As of rev.4978, Thomas Modes added to Hugin the masking feature. That is a very useful function that could save lot of time to panographer and photographer in general. Here I would like to illustarte a way to use POSITIVE masking in the latest version of Hugin. In my last vacation I went to NYC and I had the idea to shoot a photo of a same scene but with a moving object. The good occasion came in Central Park where some street artists where performing an (hilarious and kinda athletic) show. I was waiting for some free time to do some masking in Gimp and obtain a similar effect, but the introduction of the masking capability to Hugin makes the process more easy.
The photo I will use in this tutorial are here (so you could try it directly):
I also will use Hugin rev5004 compiled under Ubuntu 9.04 (Jaunty). If you would like to use this feature under Windows, Zoran Zorkic makes available a zip package of Hugin with masking feature at this link.
Let's start.! open up Hugin and a window of the file browser where the images are. Select the images in the file browser and drag'n drop them in the HuginAssistant tab.
Press the align button in the same tab and wait for your preferred control point generator to do his work.
Now it's time to create some mask. So head to the mask tab in the Hugin main window and select the first photo of the list on the left. Press now the button marked as add new mask and start adding some points on the image on the right using the left mouse button.
When you have finished adding points use the right mouse button to terminate the process.
As you can see in the left of the mask tab in the main window of Hugin, the mask type is set to "Exclude region and if fact if you look to the preview window you will see that the guy had disappeared.
Now modify the mask type from Exclude region to Include region by using the selector just below the mask type table. You will see now the guy appear in the preview window.
Do the same in all the remaining images by creating a mask that identify the jumping guy and by setting it as "Include region" type
When you have finished take a look at the fast preview window:
Now select the crop tab in the fast preview window and click on the Autocrop button: Hugin will take care of cutting the relevant area of the photo and excluding the black and empty areas
Now go back to the Hugin main window and select the stitcher tab; click on Calculate optimal size (in this way you will get as output the maximum resolution possible for the photo) and finally click on Stitch now!. Select a path to save the output and after Hugin has finished the calculation open a file browser and check the result.

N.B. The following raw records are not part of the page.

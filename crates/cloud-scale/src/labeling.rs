//! Sample-to-region labeling with O(1) per-region population accounting.
//!
//! A [`Labeling`] maps every sample to a region label (or
//! [`UNLABELED`]) and maintains the population of each region
//! incrementally, so region sizes never need a rescan. Labels allocate
//! monotonically and are never reused within one labeling; compaction
//! renumbers them densely for downstream structures that index regions
//! by label.

use crate::error::{ScaleError, ScaleResult};

/// Sentinel label for samples not assigned to any region.
pub const UNLABELED: i32 = -1;

/// A sample → region map with incrementally maintained region
/// populations.
///
/// Populations are stored as `counts[label + 1]`, slot 0 counting
/// unlabeled samples, so `sum(counts) == sample_count` at all times.
/// Debug builds re-verify this invariant after every mutation.
///
/// # Example
///
/// ```
/// use cloud_scale::{Labeling, UNLABELED};
///
/// let mut labeling = Labeling::new(4);
/// let region = labeling.new_label();
/// labeling.set_label(0, region);
/// labeling.set_label(1, region);
///
/// assert_eq!(labeling.population(region), 2);
/// assert_eq!(labeling.unlabeled_count(), 2);
/// assert_eq!(labeling.label_of(3), UNLABELED);
/// ```
#[derive(Debug, Clone, PartialEq, Eq)]
pub struct Labeling {
    labels: Vec<i32>,
    counts: Vec<usize>,
}

impl Labeling {
    /// Creates a labeling with every sample unlabeled and no regions
    /// allocated.
    #[must_use]
    pub fn new(sample_count: usize) -> Self {
        Self {
            labels: vec![UNLABELED; sample_count],
            counts: vec![sample_count],
        }
    }

    /// Reconstructs a labeling from raw per-sample labels, rebuilding
    /// populations (used when loading persisted scale-space state).
    ///
    /// # Errors
    ///
    /// Returns [`ScaleError::InvalidLabel`] if any label is below
    /// [`UNLABELED`].
    pub fn from_labels(labels: Vec<i32>) -> ScaleResult<Self> {
        let mut sup = 0i32;
        for (sample, &label) in labels.iter().enumerate() {
            if label < UNLABELED {
                return Err(ScaleError::InvalidLabel { sample, label });
            }
            sup = sup.max(label + 1);
        }
        #[allow(clippy::cast_sign_loss)]
        let mut counts = vec![0usize; sup as usize + 1];
        for &label in &labels {
            #[allow(clippy::cast_sign_loss)]
            let slot = (label + 1) as usize;
            counts[slot] += 1;
        }
        let labeling = Self { labels, counts };
        debug_assert!(labeling.invariants_hold());
        Ok(labeling)
    }

    /// Number of samples.
    #[must_use]
    pub fn sample_count(&self) -> usize {
        self.labels.len()
    }

    /// Exclusive upper bound of allocated labels: labels live in
    /// `[0, label_sup)`.
    #[must_use]
    #[allow(clippy::cast_possible_truncation, clippy::cast_possible_wrap)]
    pub fn label_sup(&self) -> i32 {
        (self.counts.len() - 1) as i32
    }

    /// The label of `sample`.
    ///
    /// # Panics
    ///
    /// Panics if `sample` is out of range; an out-of-range sample is a
    /// precondition violation.
    #[must_use]
    pub fn label_of(&self, sample: u32) -> i32 {
        self.labels[sample as usize]
    }

    /// Population of a region (or of the unlabeled pool for
    /// [`UNLABELED`]).
    ///
    /// # Panics
    ///
    /// Panics if `label` is outside `[-1, label_sup)`.
    #[must_use]
    pub fn population(&self, label: i32) -> usize {
        assert!(label >= UNLABELED && label < self.label_sup());
        #[allow(clippy::cast_sign_loss)]
        let slot = (label + 1) as usize;
        self.counts[slot]
    }

    /// Number of unlabeled samples.
    #[must_use]
    pub fn unlabeled_count(&self) -> usize {
        self.counts[0]
    }

    /// Allocates a fresh region label with zero population.
    ///
    /// Labels grow monotonically; invalidated labels are never reused
    /// within one labeling.
    pub fn new_label(&mut self) -> i32 {
        let label = self.label_sup();
        self.counts.push(0);
        label
    }

    /// Moves `sample` to `label`, updating both populations.
    ///
    /// # Panics
    ///
    /// Panics if `sample` is out of range or `label` was never
    /// allocated.
    pub fn set_label(&mut self, sample: u32, label: i32) {
        assert!(label >= UNLABELED && label < self.label_sup());
        let old = self.labels[sample as usize];
        #[allow(clippy::cast_sign_loss)]
        {
            self.counts[(old + 1) as usize] -= 1;
            self.counts[(label + 1) as usize] += 1;
        }
        self.labels[sample as usize] = label;
        debug_assert!(self.invariants_hold());
    }

    /// Moves every sample of every region matched by
    /// `predicate(label, population)` back to [`UNLABELED`], zeroing the
    /// region's population. Returns the number of samples invalidated.
    pub fn invalidate<F>(&mut self, mut predicate: F) -> usize
    where
        F: FnMut(i32, usize) -> bool,
    {
        let sup = self.label_sup();
        let mut doomed = vec![false; self.counts.len() - 1];
        let mut moved = 0usize;
        for label in 0..sup {
            #[allow(clippy::cast_sign_loss)]
            let slot = (label + 1) as usize;
            if self.counts[slot] > 0 && predicate(label, self.counts[slot]) {
                doomed[slot - 1] = true;
                moved += self.counts[slot];
                self.counts[0] += self.counts[slot];
                self.counts[slot] = 0;
            }
        }
        if moved > 0 {
            for label in &mut self.labels {
                #[allow(clippy::cast_sign_loss)]
                if *label >= 0 && doomed[*label as usize] {
                    *label = UNLABELED;
                }
            }
        }
        debug_assert!(self.invariants_hold());
        moved
    }

    /// `true` when no sample is unlabeled.
    #[must_use]
    pub fn is_valid(&self) -> bool {
        self.counts[0] == 0
    }

    /// `true` when no zero-population label sits below the highest
    /// populated one.
    #[must_use]
    pub fn is_continuous(&self) -> bool {
        let populated = &self.counts[1..];
        let highest = match populated.iter().rposition(|&c| c > 0) {
            Some(p) => p,
            None => return true,
        };
        populated[..highest].iter().all(|&c| c > 0)
    }

    /// `true` when every allocated label is populated: continuous with
    /// no trailing empty labels.
    #[must_use]
    pub fn is_full(&self) -> bool {
        self.counts[1..].iter().all(|&c| c > 0)
    }

    /// `true` when every sample is labeled and every label populated.
    #[must_use]
    pub fn is_complete(&self) -> bool {
        self.is_valid() && self.is_full()
    }

    /// Renumbers labels so populated ones form a dense order-preserving
    /// prefix; empty labels move behind them (still allocated). Returns
    /// the number of populated labels.
    pub fn make_continuous(&mut self) -> usize {
        let sup = self.label_sup();
        let mut remap = vec![UNLABELED; self.counts.len() - 1];
        let mut next = 0i32;
        for label in 0..sup {
            #[allow(clippy::cast_sign_loss)]
            if self.counts[(label + 1) as usize] > 0 {
                #[allow(clippy::cast_sign_loss)]
                {
                    remap[label as usize] = next;
                }
                next += 1;
            }
        }
        // Empty labels keep their relative order behind the populated ones.
        let mut tail = next;
        for slot in &mut remap {
            if *slot == UNLABELED {
                *slot = tail;
                tail += 1;
            }
        }
        self.apply_relabeling(&remap);
        #[allow(clippy::cast_sign_loss)]
        let populated = next as usize;
        populated
    }

    /// Compacts to a dense labeling: [`Self::make_continuous`] plus
    /// dropping the empty tail, so `label_sup` equals the number of
    /// populated regions. Returns that number.
    pub fn make_full(&mut self) -> usize {
        let populated = self.make_continuous();
        self.counts.truncate(populated + 1);
        debug_assert!(self.is_full());
        debug_assert!(self.invariants_hold());
        populated
    }

    /// Applies a label bijection in place: sample labels are rewritten
    /// through `new_of_old` and populations permuted accordingly.
    /// [`UNLABELED`] samples are unaffected.
    ///
    /// # Panics
    ///
    /// Panics if `new_of_old` is not a permutation of `[0, label_sup)`.
    pub fn apply_relabeling(&mut self, new_of_old: &[i32]) {
        assert_eq!(new_of_old.len() + 1, self.counts.len());
        let mut new_counts = vec![0usize; self.counts.len()];
        new_counts[0] = self.counts[0];
        let mut hit = vec![false; new_of_old.len()];
        for (old, &new) in new_of_old.iter().enumerate() {
            #[allow(clippy::cast_sign_loss)]
            let new_slot = new as usize;
            assert!(
                new >= 0 && new_slot < new_of_old.len() && !hit[new_slot],
                "relabeling is not a bijection"
            );
            hit[new_slot] = true;
            new_counts[new_slot + 1] = self.counts[old + 1];
        }
        for label in &mut self.labels {
            if *label >= 0 {
                #[allow(clippy::cast_sign_loss)]
                {
                    *label = new_of_old[*label as usize];
                }
            }
        }
        self.counts = new_counts;
        debug_assert!(self.invariants_hold());
    }

    /// All samples currently carrying `label`.
    #[must_use]
    pub fn samples_of(&self, label: i32) -> Vec<u32> {
        self.labels
            .iter()
            .enumerate()
            .filter(|&(_, &l)| l == label)
            .map(|(i, _)| {
                #[allow(clippy::cast_possible_truncation)]
                let id = i as u32;
                id
            })
            .collect()
    }

    /// Raw per-sample labels.
    #[must_use]
    pub fn as_slice(&self) -> &[i32] {
        &self.labels
    }

    pub(crate) fn invariants_hold(&self) -> bool {
        let total: usize = self.counts.iter().sum();
        if total != self.labels.len() {
            return false;
        }
        let mut actual = vec![0usize; self.counts.len()];
        for &label in &self.labels {
            if label < UNLABELED || label >= self.label_sup() {
                return false;
            }
            #[allow(clippy::cast_sign_loss)]
            {
                actual[(label + 1) as usize] += 1;
            }
        }
        actual == self.counts
    }
}

#[cfg(test)]
mod tests {
    use super::*;
    use rand::rngs::SmallRng;
    use rand::{Rng, SeedableRng};

    #[test]
    fn new_labeling_is_all_unlabeled() {
        let labeling = Labeling::new(5);
        assert_eq!(labeling.unlabeled_count(), 5);
        assert_eq!(labeling.label_sup(), 0);
        assert!(!labeling.is_valid());
        assert!(labeling.is_full());
    }

    #[test]
    fn set_label_moves_populations() {
        let mut labeling = Labeling::new(3);
        let a = labeling.new_label();
        let b = labeling.new_label();

        labeling.set_label(0, a);
        labeling.set_label(1, a);
        labeling.set_label(1, b);

        assert_eq!(labeling.population(a), 1);
        assert_eq!(labeling.population(b), 1);
        assert_eq!(labeling.unlabeled_count(), 1);
    }

    #[test]
    fn labels_allocate_monotonically() {
        let mut labeling = Labeling::new(1);
        assert_eq!(labeling.new_label(), 0);
        assert_eq!(labeling.new_label(), 1);
        assert_eq!(labeling.new_label(), 2);
        assert_eq!(labeling.label_sup(), 3);
    }

    #[test]
    fn invalidate_zeroes_matched_regions() {
        let mut labeling = Labeling::new(6);
        let a = labeling.new_label();
        let b = labeling.new_label();
        for i in 0..4 {
            labeling.set_label(i, a);
        }
        labeling.set_label(4, b);
        labeling.set_label(5, b);

        let moved = labeling.invalidate(|_, population| population < 3);
        assert_eq!(moved, 2);
        assert_eq!(labeling.population(b), 0);
        assert_eq!(labeling.population(a), 4);
        assert_eq!(labeling.unlabeled_count(), 2);
        assert_eq!(labeling.label_of(4), UNLABELED);
    }

    #[test]
    fn continuity_and_fullness_predicates() {
        let mut labeling = Labeling::new(4);
        let a = labeling.new_label();
        let b = labeling.new_label();
        let c = labeling.new_label();
        labeling.set_label(0, a);
        labeling.set_label(1, b);
        labeling.set_label(2, c);
        labeling.set_label(3, c);
        assert!(labeling.is_continuous());
        assert!(labeling.is_full());

        // Knock out the middle region: a hole appears.
        labeling.invalidate(|label, _| label == b);
        assert!(!labeling.is_continuous());
        assert!(!labeling.is_full());

        labeling.make_continuous();
        assert!(labeling.is_continuous());
        assert!(!labeling.is_full()); // empty tail label remains allocated
        assert_eq!(labeling.label_of(2), 1);

        labeling.make_full();
        assert!(labeling.is_full());
        assert_eq!(labeling.label_sup(), 2);
    }

    #[test]
    fn make_continuous_preserves_order() {
        let mut labeling = Labeling::new(3);
        for _ in 0..5 {
            labeling.new_label();
        }
        labeling.set_label(0, 1);
        labeling.set_label(1, 3);
        labeling.set_label(2, 4);

        labeling.make_full();
        assert_eq!(labeling.label_of(0), 0);
        assert_eq!(labeling.label_of(1), 1);
        assert_eq!(labeling.label_of(2), 2);
    }

    #[test]
    fn apply_relabeling_permutes_counts() {
        let mut labeling = Labeling::new(3);
        let a = labeling.new_label();
        let b = labeling.new_label();
        labeling.set_label(0, a);
        labeling.set_label(1, a);
        labeling.set_label(2, b);

        labeling.apply_relabeling(&[1, 0]);
        assert_eq!(labeling.population(0), 1);
        assert_eq!(labeling.population(1), 2);
        assert_eq!(labeling.label_of(0), 1);
    }

    #[test]
    fn from_labels_rebuilds_counts() {
        let labeling = Labeling::from_labels(vec![0, 0, 2, UNLABELED]).unwrap();
        assert_eq!(labeling.label_sup(), 3);
        assert_eq!(labeling.population(0), 2);
        assert_eq!(labeling.population(1), 0);
        assert_eq!(labeling.population(2), 1);
        assert_eq!(labeling.unlabeled_count(), 1);
    }

    #[test]
    fn from_labels_rejects_bad_label() {
        assert!(Labeling::from_labels(vec![0, -2]).is_err());
    }

    #[test]
    fn randomized_operation_sequences_keep_invariants() {
        let mut rng = SmallRng::seed_from_u64(99);
        let n = 64usize;
        let mut labeling = Labeling::new(n);

        for _ in 0..2_000 {
            match rng.gen_range(0..10) {
                0 => {
                    labeling.new_label();
                }
                1 if labeling.label_sup() > 0 => {
                    let cutoff = rng.gen_range(0..4);
                    labeling.invalidate(|_, population| population <= cutoff);
                }
                2 => {
                    labeling.make_continuous();
                }
                3 => {
                    labeling.make_full();
                }
                _ if labeling.label_sup() > 0 => {
                    #[allow(clippy::cast_possible_truncation)]
                    let sample = rng.gen_range(0..n) as u32;
                    let label = rng.gen_range(-1..labeling.label_sup());
                    labeling.set_label(sample, label);
                }
                _ => {}
            }
            assert!(labeling.invariants_hold());
        }
    }
}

Next is the final image I got using this method:
Thanks to Thomas Modes for this great addition to Hugin! ...and thanks to the guys that did the exhibition in Central Park for being so entertaining!
Thanks a TON for this little tutorial. It's great for masking out the little section of panorama head that's visible in the images, and the legs for the nadir shot.
I just spent an hour trying to figure out how to mask the images without having to run enblend manually, because of the aforementioned issues. Finally I found this tutorial, so I upgraded to the latest Hugin straight away, and BAM.